• _What the task requires_:
Scan the material for the string "format" and copy out every line in which it occurs.

• _Input data_:
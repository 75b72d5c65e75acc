//! Command-line argument definitions

use std::path::PathBuf;

use clap::Args;

use crate::domain::model::{CodecChoice, Resolution};
use crate::domain::presets::{Preset, PresetCatalog, PresetCategory};
use crate::error::{ConvertError, ConvertResult};

/// Conversion settings shared by convert, batch and estimate
#[derive(Args, Debug, Clone, Default)]
pub struct SettingsArgs {
    /// Start from a named preset (see `vidconv presets`)
    #[arg(short, long)]
    pub preset: Option<String>,

    /// Video codec: an encoder name, `copy`, or `none`
    #[arg(long)]
    pub vcodec: Option<CodecChoice>,

    /// Audio codec: an encoder name, `copy`, or `none`
    #[arg(long)]
    pub acodec: Option<CodecChoice>,

    /// Video bitrate in kbps
    #[arg(long)]
    pub video_bitrate: Option<u32>,

    /// Audio bitrate in kbps
    #[arg(long)]
    pub audio_bitrate: Option<u32>,

    /// Encoder speed/quality preset (ultrafast ... veryslow)
    #[arg(long)]
    pub encoder_preset: Option<String>,

    /// Output frame size as W:H
    #[arg(long)]
    pub resolution: Option<Resolution>,

    /// Output frame rate
    #[arg(long, value_parser = positive_number)]
    pub fps: Option<f64>,

    /// Playback speed factor (2 = twice as fast)
    #[arg(long, value_parser = positive_number)]
    pub speed: Option<f64>,

    /// Brightness adjustment (-1.0 to 1.0)
    #[arg(long, allow_hyphen_values = true)]
    pub brightness: Option<f64>,

    /// Contrast multiplier
    #[arg(long, allow_hyphen_values = true)]
    pub contrast: Option<f64>,

    /// Saturation multiplier
    #[arg(long, allow_hyphen_values = true)]
    pub saturation: Option<f64>,
}

fn positive_number(s: &str) -> Result<f64, String> {
    let value: f64 = s
        .parse()
        .map_err(|_| format!("'{}' is not a number", s))?;
    if value.is_finite() && value > 0.0 {
        Ok(value)
    } else {
        Err(format!("'{}' must be greater than zero", s))
    }
}

impl SettingsArgs {
    /// The named preset (or the default custom one) with flag overrides applied
    pub fn resolve(&self, catalog: &PresetCatalog) -> ConvertResult<Preset> {
        let mut preset = match &self.preset {
            Some(name) => catalog.find(name).cloned().ok_or_else(|| {
                ConvertError::invalid_setting(format!(
                    "Unknown preset '{}'. Run `vidconv presets` to list them",
                    name
                ))
            })?,
            None => Preset::custom(Default::default()),
        };

        let settings = &mut preset.settings;
        if let Some(video) = &self.vcodec {
            settings.video = video.clone();
        }
        if let Some(audio) = &self.acodec {
            settings.audio = audio.clone();
        }
        if self.video_bitrate.is_some() {
            settings.video_bitrate = self.video_bitrate;
        }
        if self.audio_bitrate.is_some() {
            settings.audio_bitrate = self.audio_bitrate;
        }
        if self.encoder_preset.is_some() {
            settings.preset = self.encoder_preset.clone();
        }
        if self.resolution.is_some() {
            settings.resolution = self.resolution;
        }
        if self.fps.is_some() {
            settings.fps = self.fps;
        }
        if self.speed.is_some() {
            settings.speed = self.speed;
        }
        if self.brightness.is_some() {
            settings.color.brightness = self.brightness;
        }
        if self.contrast.is_some() {
            settings.color.contrast = self.contrast;
        }
        if self.saturation.is_some() {
            settings.color.saturation = self.saturation;
        }

        preset.hardware = preset.settings.uses_hardware_encoder();
        Ok(preset)
    }
}

/// Arguments for the convert command
#[derive(Args, Debug)]
pub struct ConvertArgs {
    /// Input video file path
    #[arg(short, long)]
    pub input: PathBuf,

    /// Output file path (default: next to the input, or in the configured output directory)
    #[arg(short, long)]
    pub output: Option<PathBuf>,

    #[command(flatten)]
    pub settings: SettingsArgs,

    /// Report progress as JSON lines
    #[arg(long)]
    pub json: bool,
}

/// Arguments for the batch command
#[derive(Args, Debug)]
pub struct BatchArgs {
    /// Input video files, converted in the given order
    #[arg(required = true)]
    pub inputs: Vec<PathBuf>,

    /// Directory for converted files
    #[arg(short = 'd', long)]
    pub output_dir: Option<PathBuf>,

    #[command(flatten)]
    pub settings: SettingsArgs,

    /// Report progress as JSON lines
    #[arg(long)]
    pub json: bool,
}

/// Arguments for the estimate command
#[derive(Args, Debug)]
pub struct EstimateArgs {
    /// Input video file path
    #[arg(short, long)]
    pub input: PathBuf,

    #[command(flatten)]
    pub settings: SettingsArgs,

    /// Output in JSON format
    #[arg(long)]
    pub json: bool,
}

/// Arguments for the presets command
#[derive(Args, Debug)]
pub struct PresetsArgs {
    /// Only list one category
    #[arg(short, long)]
    pub category: Option<PresetCategory>,

    /// Output in JSON format
    #[arg(long)]
    pub json: bool,
}

/// Arguments for the encoders command
#[derive(Args, Debug)]
pub struct EncodersArgs {
    /// List GPU encoders without confirming them with a test encode
    #[arg(long)]
    pub no_test: bool,

    /// Output as JSON
    #[arg(long)]
    pub json: bool,
}

/// Arguments for the probe command
#[derive(Args, Debug)]
pub struct ProbeArgs {
    /// Input video file path
    #[arg(short, long)]
    pub input: PathBuf,
}

#[cfg(test)]
mod tests {
    use super::*;

    #[test]
    fn test_no_flags_gives_default_custom_preset() {
        let preset = SettingsArgs::default()
            .resolve(&PresetCatalog::default())
            .unwrap();
        assert_eq!(preset.category, PresetCategory::Custom);
        assert_eq!(preset.settings, Default::default());
    }

    #[test]
    fn test_flags_override_named_preset() {
        let args = SettingsArgs {
            preset: Some("MP4-GPU-FAST".to_string()),
            vcodec: Some(CodecChoice::encode("libx264")),
            video_bitrate: Some(2500),
            speed: Some(2.0),
            ..Default::default()
        };
        let preset = args.resolve(&PresetCatalog::default()).unwrap();

        assert_eq!(preset.name, "mp4-gpu-fast");
        assert_eq!(preset.settings.video, CodecChoice::encode("libx264"));
        assert_eq!(preset.settings.video_bitrate, Some(2500));
        assert_eq!(preset.settings.audio_bitrate, Some(192));
        assert_eq!(preset.settings.speed, Some(2.0));
        assert!(!preset.hardware);
    }

    #[test]
    fn test_unknown_preset_is_error() {
        let args = SettingsArgs {
            preset: Some("nope".to_string()),
            ..Default::default()
        };
        assert!(args.resolve(&PresetCatalog::default()).is_err());
    }

    #[derive(clap::Parser, Debug)]
    struct SettingsOnly {
        #[command(flatten)]
        settings: SettingsArgs,
    }

    #[test]
    fn test_negative_color_values_parse() {
        use clap::Parser;
        let parsed = SettingsOnly::try_parse_from([
            "vidconv",
            "--brightness",
            "-0.2",
            "--contrast",
            "-0.5",
            "--saturation",
            "-1",
        ])
        .unwrap();
        assert_eq!(parsed.settings.brightness, Some(-0.2));
        assert_eq!(parsed.settings.contrast, Some(-0.5));
        assert_eq!(parsed.settings.saturation, Some(-1.0));
    }

    #[test]
    fn test_positive_number() {
        assert_eq!(positive_number("1.5"), Ok(1.5));
        assert!(positive_number("0").is_err());
        assert!(positive_number("-2").is_err());
        assert!(positive_number("fast").is_err());
    }
}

• _The answer_:
        .map_err(|_| format!("'{}' is not a number", s))?;
        Err(format!("'{}' must be greater than zero", s))
                ConvertError::invalid_setting(format!(
    /// Output in JSON format
    /// Output in JSON format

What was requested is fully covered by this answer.